My first thought re-watching it was it's kind of a noir at the start. A disgraced cop turned down-on-his-luck private detective who runs his mouth too much (Keene Ivory Wayans). His old cop buddy (Charles Dutton, who almost gives Shame the speech he gave Rudy), now with the DEA, giving him a chance at the case that ruined him, and a reunion with the femme fatale (Vivica Fox) that broke his heart. His plucky gal Friday secretary (Jada Pinkett, probably the first movie I saw her in) who has a crush on him.
There's also a lot of late '80s-early '90s action movie stuff. The kind of stuff all the McBain clips on The Simpsons make fun of, right down to the drug lord being named "Mendoza". The movie does not end with Shame laying out everything to everyone. It does end with two separate fistfights. Bad guys with Uzis firing craploads of bullets and hitting nothing. The private detective having a set of really nice clothes and really nice firearms to pull out of mothballs when he needs to kill a bunch of people. A happy ending where the two main characters end up together and all the bad people are dead or going to jail.
There's probably a lot in it that owes to blaxploitation films, but that's a part of film history I still don't know well enough to speak confidently on. I feel like the main character's name being "Shame" has to sort of be a nod to Shaft. I think there's reference to one of Wayans' earlier films when a character mutters "I'm gonna git you, sucka," which was the title of said earlier film. I would have expected Shame to have more trouble with cops, but other than a lieutenant who just seems exasperated by Shame (like every frustrated, shouty police captain ever), there isn't much.
There's more homophobic jokes than I remembered. I knew there was some, because I remembered a scene where Shame causes a break-up between Peaches' roommate and his boyfriend by acting like a stereotypically flamboyant gay man who is dating said roommate himself, but I'd forgotten several other moments.

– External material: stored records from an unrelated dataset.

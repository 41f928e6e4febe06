//! Channel configuration: the six recognized options from §6, exposed
//! through a trait (not a struct) so a host can back it with a `HashMap`, a
//! `dashmap`, or a generated config layer without the core depending on any
//! particular source.

use alloc::sync::Arc;

use crate::buffer::MessageSizeEstimator;
use crate::buffer::message::DefaultMessageSizeEstimator;
use crate::error::{CoreError, codes};
use crate::size_predictor::SizePredictor;

/// Builds a fresh [`SizePredictor`] per channel (each channel tracks its own
/// read history, so the factory — not a shared predictor instance — is what
/// a [`ChannelConfiguration`] hands out).
pub trait SizePredictorFactory: Send + Sync {
    fn new_predictor(&self) -> alloc::boxed::Box<dyn SizePredictor>;
}

/// Allocates the writable buffers a transport reads into. Concrete
/// allocators (pooled, arena, mmap-backed) are out of scope for this crate
/// (§1); only the factory seam a [`ChannelConfiguration`] exposes is
/// specified.
pub trait BufferAllocator: Send + Sync {
    fn allocate(&self, capacity: usize) -> alloc::boxed::Box<dyn crate::buffer::WritableBuffer>;
}

/// The six recognized configuration options (§6), exposed as a trait so a
/// host can back it with whatever storage it already has rather than being
/// forced through this crate's own builder.
pub trait ChannelConfiguration: Send + Sync {
    /// Bytes pending above which [`crate::buffer::OutboundBuffer`] sets the
    /// core high-watermark bit.
    fn write_buffer_high_water_mark(&self) -> usize;

    /// Bytes pending at or below which the core high-watermark bit clears.
    fn write_buffer_low_water_mark(&self) -> usize;

    /// Whether the head context issues `begin_read` after activation and
    /// after every `channel_read_complete`.
    fn auto_read(&self) -> bool;

    /// The buffer allocator new read buffers are drawn from.
    fn allocator(&self) -> Arc<dyn BufferAllocator>;

    /// Factory for the per-channel receive-size predictor.
    fn recv_byte_buf_allocator(&self) -> Arc<dyn SizePredictorFactory>;

    /// The estimator charged against outbound watermark accounting.
    fn message_size_estimator(&self) -> Arc<dyn MessageSizeEstimator>;
}

struct DefaultEstimatorFactory;
impl SizePredictorFactory for DefaultEstimatorFactory {
    fn new_predictor(&self) -> alloc::boxed::Box<dyn SizePredictor> {
        alloc::boxed::Box::new(crate::size_predictor::AdaptivePredictor::default())
    }
}

struct PanicOnAllocateAllocator;
impl BufferAllocator for PanicOnAllocateAllocator {
    fn allocate(&self, _capacity: usize) -> alloc::boxed::Box<dyn crate::buffer::WritableBuffer> {
        panic!(
            "StaticChannelConfiguration ships no default BufferAllocator; \
             concrete buffer implementations are out of scope for this crate (see §1) \
             and must be supplied by the host"
        )
    }
}

/// Builder-style [`ChannelConfiguration`] implementation covering exactly
/// the six recognized options, with validated setters (rejecting a
/// low-water-mark above the high-water-mark, matching the invariant
/// [`crate::buffer::OutboundBuffer`] relies on to ever clear its high bit).
pub struct StaticChannelConfiguration {
    high_water_mark: usize,
    low_water_mark: usize,
    auto_read: bool,
    allocator: Arc<dyn BufferAllocator>,
    recv_byte_buf_allocator: Arc<dyn SizePredictorFactory>,
    message_size_estimator: Arc<dyn MessageSizeEstimator>,
}

impl Default for StaticChannelConfiguration {
    fn default() -> Self {
        Self {
            high_water_mark: 64 * 1024,
            low_water_mark: 32 * 1024,
            auto_read: true,
            allocator: Arc::new(PanicOnAllocateAllocator),
            recv_byte_buf_allocator: Arc::new(DefaultEstimatorFactory),
            message_size_estimator: Arc::new(DefaultMessageSizeEstimator::default()),
        }
    }
}

impl StaticChannelConfiguration {
    pub fn new() -> Self {
        Self::default()
    }

    /// Sets both watermarks at once, rejecting `low > high`.
    pub fn with_watermarks(mut self, high: usize, low: usize) -> Result<Self, CoreError> {
        if low > high {
            return Err(CoreError::new(
                codes::PIPELINE_EXCEPTION,
                "write_buffer_low_water_mark must not exceed write_buffer_high_water_mark",
            ));
        }
        self.high_water_mark = high;
        self.low_water_mark = low;
        Ok(self)
    }

    pub fn with_auto_read(mut self, auto_read: bool) -> Self {
        self.auto_read = auto_read;
        self
    }

    pub fn with_allocator(mut self, allocator: Arc<dyn BufferAllocator>) -> Self {
        self.allocator = allocator;
        self
    }

    pub fn with_recv_byte_buf_allocator(mut self, factory: Arc<dyn SizePredictorFactory>) -> Self {
        self.recv_byte_buf_allocator = factory;
        self
    }

    pub fn with_message_size_estimator(
        mut self,
        estimator: Arc<dyn MessageSizeEstimator>,
    ) -> Self {
        self.message_size_estimator = estimator;
        self
    }
}

impl ChannelConfiguration for StaticChannelConfiguration {
    fn write_buffer_high_water_mark(&self) -> usize {
        self.high_water_mark
    }

    fn write_buffer_low_water_mark(&self) -> usize {
        self.low_water_mark
    }

    fn auto_read(&self) -> bool {
        self.auto_read
    }

    fn allocator(&self) -> Arc<dyn BufferAllocator> {
        self.allocator.clone()
    }

    fn recv_byte_buf_allocator(&self) -> Arc<dyn SizePredictorFactory> {
        self.recv_byte_buf_allocator.clone()
    }

    fn message_size_estimator(&self) -> Arc<dyn MessageSizeEstimator> {
        self.message_size_estimator.clone()
    }
}

#[cfg(test)]
mod tests {
    use super::*;

    #[test]
    fn defaults_are_internally_consistent() {
        let config = StaticChannelConfiguration::default();
        assert!(config.write_buffer_low_water_mark() <= config.write_buffer_high_water_mark());
        assert!(config.auto_read());
    }

    #[test]
    fn watermarks_reject_low_above_high() {
        let err = StaticChannelConfiguration::new().with_watermarks(10, 20);
        assert!(err.is_err());
    }

    #[test]
    fn watermarks_accept_equal_bounds() {
        let config = StaticChannelConfiguration::new()
            .with_watermarks(10, 10)
            .expect("equal bounds are valid");
        assert_eq!(config.write_buffer_high_water_mark(), 10);
        assert_eq!(config.write_buffer_low_water_mark(), 10);
    }
}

The interplay between Wayans and Pinkett is the high point. They seem to enjoy arguing back-and-forth, him teasing her about reading tabloids that tell you dogs won't attack if you sing James Brown, or how they met when he caught her stuffing CDs in her pants. Her giving him grief about his clothes or still owing him money. There's an easy chemistry to it where you can believe their characters are attracted to each other, even if Shame thinks he's not good enough for her. It's not as great between Wayans and Fox, which you could explain with her heart not being in it because she knows they're going to end up set against each other, but he doesn't really seem that hung up on her, either.
It felt like Shame gets serious a little too early in the movie. Switches to the nice car/clothes/firearms about halfway through, rather than in the last quarter. Like visually he's moving into the climax before the plot is ready to get there. He's dressed to kick ass, but he's still just trying to get information.